Content-Description: fsync.txt
> Linux fsync() semantics
> (or, "How to create a file reliably")
>
>
> Introduction
> ============
>
> Consider the following C program:
>
> #include <unistd.h>
> #include <stdio.h>
> #include <fcntl.h>
> #include <string.h>
>
> int
> main (int argc, char *argv[]) {
> int fd;
> char *s = "Hello, world!\n";
>
> fd = open ("/tmp/foo", O_WRONLY|O_CREAT|O_EXCL);
> if (fd < 0) return 1;
>
> if (write (fd, s, strlen(s)) < 0) return 3;
> if (fsync (fd) < 0) return 4;
> if (close (fd) < 0) return 5;
>
> return 0;
> }
>
> Question: If you compile and run this program, and it exits zero
> (success), and your machine then crashes, is it guaranteed that the
> file /tmp/foo will exist upon reboot?
>
> Answer: On many Unices, including *BSD, yes.
> On Linux, NO.
>
> How could this be? And what can you do about it?
>
>
> History
> =======
>
> In the beginning was BSD with its Fast File System (FFS). Under FFS,
> changes to directories were "synchronous", meaning they were committed
> to disk before the system call (open/link/rename/etc.) returned.
> Changes to files (write()) were asynchronous. The fsync() system call
> allowed an application to force a file's pending writes to be
> committed to persistent media.
>
> In general, disks have reasonble throughput but horrible latency, so
> it is much faster to write many things all at once rather than one at
> a time. In other words, synchronous operations are slow.
>
> Enter Linux. By default, Linux makes all operations, including
> directory updates, asynchronous. Early file system benchmarks showed
> Linux beating the pants off of BSD, especially when lots of directory
> operations were involved. This annoyed the BSD folks, who claimed
> that synchronous directory updates are required for reliable
> operation. (As with most points of contention between Linux and BSD,
> this is both true and false... See below.)
>
> The problem with making directory operations asynchronous is that you
> then need to provide a way for the application to commit those changes
> to disk. Otherwise, it is impossible to write reliable applications.
>
>
> BSD softupdates
> ===============
>
> Sometime during the 90s, the BSD developers introduced "soft updates"
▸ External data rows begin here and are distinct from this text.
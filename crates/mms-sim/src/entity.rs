//! The per-customer record produced by a run.

use mms_core::{EntityId, ServerId, Tick};

/// One simulated customer.
///
/// Durations are in whole ticks.  All fields are fixed once the allocator has
/// placed the entity; nothing mutates an `Entity` afterwards.
#[derive(Debug, Clone, Copy, PartialEq, Eq)]
#[cfg_attr(feature = "serde", derive(serde::Serialize))]
pub struct Entity {
    pub id:      EntityId,
    /// Gap since the previous arrival.
    pub gap:     u64,
    /// Service duration.
    pub service: u64,
    pub arrival: Tick,
    /// When a server started on this entity.  Equal to `arrival` unless it
    /// had to wait.
    pub start:   Tick,
    /// `start + service`.
    pub end:     Tick,
    pub server:  ServerId,
}

impl Entity {
    /// Ticks spent waiting for a server.
    #[inline]
    pub fn wait(&self) -> u64 {
        self.start - self.arrival
    }

    #[inline]
    pub fn waited(&self) -> bool {
        self.start > self.arrival
    }
}
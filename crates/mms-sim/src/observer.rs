//! Run observer trait for progress reporting and data collection.

use mms_core::SimConfig;

use crate::{Entity, Report};

/// Callbacks invoked by [`Sim::run`][crate::Sim::run] at key points of a run.
///
/// All methods have default no-op implementations so implementors only need to
/// override what they care about.
///
/// # Example — wait counter
///
/// ```rust,ignore
/// struct WaitCounter(usize);
///
/// impl SimObserver for WaitCounter {
///     fn on_entity(&mut self, entity: &Entity) {
///         if entity.waited() {
///             self.0 += 1;
///         }
///     }
/// }
/// ```
pub trait SimObserver {
    /// Called once after validation, before any sample is drawn.
    fn on_run_start(&mut self, _config: &SimConfig) {}

    /// Called for each entity, in arrival order, once it has a server.
    fn on_entity(&mut self, _entity: &Entity) {}

    /// Called once with the finished report.
    fn on_run_end(&mut self, _report: &Report) {}
}

/// A [`SimObserver`] that does nothing.
pub struct NoopObserver;

impl SimObserver for NoopObserver {}
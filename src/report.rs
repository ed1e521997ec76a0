use std::collections::BTreeMap;
use std::fmt::Write;

use chrono::NaiveDate;

use crate::averages::compute_class_averages;
use crate::config::{Threshold, WeightConfig};
use crate::models::{Aggregate, LearnerRecord, ThresholdStats};
use crate::stats::compute_statistics;

#[derive(Debug, Clone)]
pub struct ClassSummary {
    pub class_id: i64,
    pub stats: ThresholdStats,
}

pub fn summarize_by_class(records: &[LearnerRecord], threshold: Threshold) -> Vec<ClassSummary> {
    let mut class_ids: Vec<i64> = records.iter().map(|record| record.class_id).collect();
    class_ids.sort_unstable();
    class_ids.dedup();

    class_ids
        .into_iter()
        .filter_map(|class_id| {
            compute_statistics(records, threshold, Some(class_id))
                .data()
                .map(|stats| ClassSummary { class_id, stats })
        })
        .collect()
}

fn format_average(avg: f64) -> String {
    if avg.is_nan() {
        "incomplete (missing score types)".to_string()
    } else {
        format!("{avg:.2}")
    }
}

pub fn build_report(
    class_filter: Option<i64>,
    threshold: Threshold,
    weights: &WeightConfig,
    generated_on: NaiveDate,
    records: &[LearnerRecord],
) -> String {
    let records: Vec<LearnerRecord> = records
        .iter()
        .filter(|record| class_filter.map_or(true, |class_id| record.class_id == class_id))
        .cloned()
        .collect();

    let mut output = String::new();
    let scope_label = class_filter
        .map(|class_id| format!("class {class_id}"))
        .unwrap_or_else(|| "all classes".to_string());

    let _ = writeln!(output, "# Grade Aggregate Report");
    let _ = writeln!(
        output,
        "Generated for {} on {} (threshold {:.1}; weights exam {:.2}, quiz {:.2}, homework {:.2})",
        scope_label,
        generated_on,
        threshold.value(),
        weights.exam(),
        weights.quiz(),
        weights.homework()
    );
    let _ = writeln!(output);
    let _ = writeln!(output, "## Threshold Summary");

    match compute_statistics(&records, threshold, class_filter) {
        Aggregate::NoData => {
            let _ = writeln!(output, "No grade records found.");
        }
        Aggregate::Data(stats) => {
            let _ = writeln!(
                output,
                "- {} of {} enrollments above {:.1} ({:.1}%)",
                stats.above_threshold_count,
                stats.total_learners,
                threshold.value(),
                stats.above_threshold_percentage
            );
        }
    }

    let _ = writeln!(output);
    let _ = writeln!(output, "## Class Breakdown");

    let summaries = summarize_by_class(&records, threshold);
    if summaries.is_empty() {
        let _ = writeln!(output, "No classes with grade records.");
    } else {
        for summary in &summaries {
            let _ = writeln!(
                output,
                "- class {}: {} of {} above threshold ({:.1}%)",
                summary.class_id,
                summary.stats.above_threshold_count,
                summary.stats.total_learners,
                summary.stats.above_threshold_percentage
            );
        }
    }

    let mut by_learner: BTreeMap<i64, Vec<LearnerRecord>> = BTreeMap::new();
    for record in &records {
        by_learner
            .entry(record.learner_id)
            .or_default()
            .push(record.clone());
    }

    let _ = writeln!(output);
    let _ = writeln!(output, "## Learner Class Averages");

    if by_learner.is_empty() {
        let _ = writeln!(output, "No learners with grade records.");
    } else {
        for (learner_id, learner_records) in &by_learner {
            let _ = writeln!(output, "- learner {learner_id}");
            let averages = compute_class_averages(*learner_id, learner_records, weights);
            if let Some(averages) = averages.data() {
                for average in averages {
                    let _ = writeln!(
                        output,
                        "  - class {}: {}",
                        average.class_id,
                        format_average(average.avg)
                    );
                }
            }
        }
    }

    output
}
> to improve performance. These do two things. First, they make all
> file system operations asynchronous (like Linux). Second, they extend
> the fsync() system call so that it commits to disk BOTH the file's
> data AND any directories via which the file might be accessed.
>
> In other words, BSD with soft updates requires that you call fsync()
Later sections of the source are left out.